WORK TO COMPLETE - Your answer is the lines below, exactly, from the one that contains "#[derive(Debug, Clone, Default, Serialize, Deserialize)]" through the one that contains "host-ом до старта)", both included.

[Collected data entries]

━━━━━━

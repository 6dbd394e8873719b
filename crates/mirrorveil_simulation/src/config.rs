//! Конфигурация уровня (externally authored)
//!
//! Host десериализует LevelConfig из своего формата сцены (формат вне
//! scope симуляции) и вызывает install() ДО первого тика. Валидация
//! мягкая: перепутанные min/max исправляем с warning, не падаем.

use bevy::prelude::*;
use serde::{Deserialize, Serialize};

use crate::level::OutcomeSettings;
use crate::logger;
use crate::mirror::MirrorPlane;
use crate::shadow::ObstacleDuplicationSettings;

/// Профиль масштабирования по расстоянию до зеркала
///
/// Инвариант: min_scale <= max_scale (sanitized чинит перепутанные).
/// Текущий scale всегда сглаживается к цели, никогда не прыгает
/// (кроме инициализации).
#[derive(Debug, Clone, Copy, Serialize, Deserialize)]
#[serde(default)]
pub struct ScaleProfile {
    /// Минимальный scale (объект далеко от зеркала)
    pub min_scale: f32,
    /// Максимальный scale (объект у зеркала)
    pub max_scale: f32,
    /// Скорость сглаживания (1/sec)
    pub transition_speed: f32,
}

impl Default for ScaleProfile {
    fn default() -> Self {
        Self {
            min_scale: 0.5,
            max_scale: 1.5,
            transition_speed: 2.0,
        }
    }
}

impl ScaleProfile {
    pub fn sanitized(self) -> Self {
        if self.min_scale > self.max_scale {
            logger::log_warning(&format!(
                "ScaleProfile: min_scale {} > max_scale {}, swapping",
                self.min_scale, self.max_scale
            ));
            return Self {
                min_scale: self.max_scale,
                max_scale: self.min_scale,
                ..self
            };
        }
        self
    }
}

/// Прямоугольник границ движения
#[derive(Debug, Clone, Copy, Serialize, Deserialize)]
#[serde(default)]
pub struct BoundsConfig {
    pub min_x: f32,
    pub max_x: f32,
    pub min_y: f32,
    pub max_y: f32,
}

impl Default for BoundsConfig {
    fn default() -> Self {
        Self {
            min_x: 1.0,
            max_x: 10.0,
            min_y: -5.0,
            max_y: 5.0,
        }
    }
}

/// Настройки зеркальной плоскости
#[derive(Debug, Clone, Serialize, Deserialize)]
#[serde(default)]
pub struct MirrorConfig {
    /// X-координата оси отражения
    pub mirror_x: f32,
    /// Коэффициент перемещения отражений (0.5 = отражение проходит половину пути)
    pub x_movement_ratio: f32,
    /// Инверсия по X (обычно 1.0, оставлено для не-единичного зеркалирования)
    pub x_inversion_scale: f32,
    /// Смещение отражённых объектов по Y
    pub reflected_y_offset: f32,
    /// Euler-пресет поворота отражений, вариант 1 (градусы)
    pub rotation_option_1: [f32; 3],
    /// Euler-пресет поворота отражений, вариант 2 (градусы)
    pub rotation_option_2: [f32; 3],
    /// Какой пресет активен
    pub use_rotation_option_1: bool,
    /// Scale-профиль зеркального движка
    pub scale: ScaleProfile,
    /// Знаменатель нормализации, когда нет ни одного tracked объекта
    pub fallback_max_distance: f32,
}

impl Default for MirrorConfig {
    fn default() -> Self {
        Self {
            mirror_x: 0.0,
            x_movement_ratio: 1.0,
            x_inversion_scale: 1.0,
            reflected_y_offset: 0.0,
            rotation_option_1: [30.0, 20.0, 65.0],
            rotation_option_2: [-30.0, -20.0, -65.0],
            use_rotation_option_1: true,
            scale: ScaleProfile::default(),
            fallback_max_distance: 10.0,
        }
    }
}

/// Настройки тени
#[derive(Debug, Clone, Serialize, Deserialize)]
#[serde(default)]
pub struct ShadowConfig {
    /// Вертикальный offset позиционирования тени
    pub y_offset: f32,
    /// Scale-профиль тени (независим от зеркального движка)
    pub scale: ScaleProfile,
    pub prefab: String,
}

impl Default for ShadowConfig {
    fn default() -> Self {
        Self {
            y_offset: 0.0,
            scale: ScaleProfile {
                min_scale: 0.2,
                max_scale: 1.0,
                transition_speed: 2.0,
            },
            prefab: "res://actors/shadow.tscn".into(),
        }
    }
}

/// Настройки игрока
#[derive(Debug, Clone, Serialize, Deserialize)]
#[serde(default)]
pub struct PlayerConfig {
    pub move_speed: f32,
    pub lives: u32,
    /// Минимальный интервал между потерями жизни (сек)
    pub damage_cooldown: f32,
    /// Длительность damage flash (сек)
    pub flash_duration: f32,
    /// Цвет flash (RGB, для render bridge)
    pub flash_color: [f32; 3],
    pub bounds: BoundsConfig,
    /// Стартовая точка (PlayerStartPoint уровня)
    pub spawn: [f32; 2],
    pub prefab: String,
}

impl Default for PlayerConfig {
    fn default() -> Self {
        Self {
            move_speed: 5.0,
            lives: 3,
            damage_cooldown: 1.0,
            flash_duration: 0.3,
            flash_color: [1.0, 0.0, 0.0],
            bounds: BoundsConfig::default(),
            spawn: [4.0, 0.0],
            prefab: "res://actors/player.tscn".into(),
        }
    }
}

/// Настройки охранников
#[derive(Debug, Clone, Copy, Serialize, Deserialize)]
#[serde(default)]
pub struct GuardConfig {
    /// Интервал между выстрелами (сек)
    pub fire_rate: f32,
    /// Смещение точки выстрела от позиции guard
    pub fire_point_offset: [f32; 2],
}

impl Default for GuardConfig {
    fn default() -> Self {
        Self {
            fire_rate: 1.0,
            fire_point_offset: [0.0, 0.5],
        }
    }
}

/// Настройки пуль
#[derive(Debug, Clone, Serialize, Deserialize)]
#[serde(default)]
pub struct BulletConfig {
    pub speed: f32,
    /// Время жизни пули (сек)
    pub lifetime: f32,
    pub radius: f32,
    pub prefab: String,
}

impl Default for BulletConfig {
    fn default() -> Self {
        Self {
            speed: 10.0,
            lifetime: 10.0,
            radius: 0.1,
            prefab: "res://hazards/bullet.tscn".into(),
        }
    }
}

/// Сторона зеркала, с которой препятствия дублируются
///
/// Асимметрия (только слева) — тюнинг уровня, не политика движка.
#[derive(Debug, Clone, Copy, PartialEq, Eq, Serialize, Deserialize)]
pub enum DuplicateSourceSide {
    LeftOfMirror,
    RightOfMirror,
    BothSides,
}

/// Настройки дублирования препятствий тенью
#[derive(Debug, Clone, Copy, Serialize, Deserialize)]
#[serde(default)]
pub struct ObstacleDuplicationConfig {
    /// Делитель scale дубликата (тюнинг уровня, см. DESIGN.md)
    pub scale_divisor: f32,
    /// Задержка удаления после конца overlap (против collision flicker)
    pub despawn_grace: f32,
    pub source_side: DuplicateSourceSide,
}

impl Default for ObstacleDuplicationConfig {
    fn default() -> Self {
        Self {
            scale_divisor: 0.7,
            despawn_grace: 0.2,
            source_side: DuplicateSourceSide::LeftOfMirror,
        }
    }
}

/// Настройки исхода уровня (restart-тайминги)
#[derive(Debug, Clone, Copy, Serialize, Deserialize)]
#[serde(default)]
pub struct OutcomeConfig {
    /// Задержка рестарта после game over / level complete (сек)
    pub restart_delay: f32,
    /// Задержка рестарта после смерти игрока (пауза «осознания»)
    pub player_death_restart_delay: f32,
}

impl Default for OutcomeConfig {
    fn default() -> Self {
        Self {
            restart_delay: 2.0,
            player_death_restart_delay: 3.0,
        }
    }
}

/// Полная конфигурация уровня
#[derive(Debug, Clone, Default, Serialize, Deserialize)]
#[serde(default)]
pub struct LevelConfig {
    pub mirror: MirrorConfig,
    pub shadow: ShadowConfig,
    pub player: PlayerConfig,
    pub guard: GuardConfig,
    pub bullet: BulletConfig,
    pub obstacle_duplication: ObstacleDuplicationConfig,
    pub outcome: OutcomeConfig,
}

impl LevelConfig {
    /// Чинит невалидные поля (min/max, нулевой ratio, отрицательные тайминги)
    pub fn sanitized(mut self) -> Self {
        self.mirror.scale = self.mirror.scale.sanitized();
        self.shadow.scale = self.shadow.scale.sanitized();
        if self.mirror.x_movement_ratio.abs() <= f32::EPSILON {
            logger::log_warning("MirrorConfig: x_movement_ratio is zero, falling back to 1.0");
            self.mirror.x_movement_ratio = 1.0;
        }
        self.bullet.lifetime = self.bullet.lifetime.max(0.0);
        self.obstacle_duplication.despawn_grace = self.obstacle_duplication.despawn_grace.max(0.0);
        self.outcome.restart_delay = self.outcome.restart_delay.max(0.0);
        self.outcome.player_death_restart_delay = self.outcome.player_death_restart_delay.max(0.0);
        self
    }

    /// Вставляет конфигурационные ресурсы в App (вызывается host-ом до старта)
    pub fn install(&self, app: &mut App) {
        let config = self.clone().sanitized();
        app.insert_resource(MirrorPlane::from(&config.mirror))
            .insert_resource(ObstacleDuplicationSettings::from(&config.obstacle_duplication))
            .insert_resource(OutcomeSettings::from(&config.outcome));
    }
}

━━━━━━

COMPLETED EXERCISE -
#[derive(Debug, Clone, Default, Serialize, Deserialize)]
#[serde(default)]
pub struct LevelConfig {
    pub mirror: MirrorConfig,
    pub shadow: ShadowConfig,
    pub player: PlayerConfig,
    pub guard: GuardConfig,
    pub bullet: BulletConfig,
    pub obstacle_duplication: ObstacleDuplicationConfig,
    pub outcome: OutcomeConfig,
}

impl LevelConfig {
    /// Чинит невалидные поля (min/max, нулевой ratio, отрицательные тайминги)
    pub fn sanitized(mut self) -> Self {
        self.mirror.scale = self.mirror.scale.sanitized();
        self.shadow.scale = self.shadow.scale.sanitized();
        if self.mirror.x_movement_ratio.abs() <= f32::EPSILON {
            logger::log_warning("MirrorConfig: x_movement_ratio is zero, falling back to 1.0");
            self.mirror.x_movement_ratio = 1.0;
        }
        self.bullet.lifetime = self.bullet.lifetime.max(0.0);
        self.obstacle_duplication.despawn_grace = self.obstacle_duplication.despawn_grace.max(0.0);
        self.outcome.restart_delay = self.outcome.restart_delay.max(0.0);
        self.outcome.player_death_restart_delay = self.outcome.player_death_restart_delay.max(0.0);
        self
    }

    /// Вставляет конфигурационные ресурсы в App (вызывается host-ом до старта)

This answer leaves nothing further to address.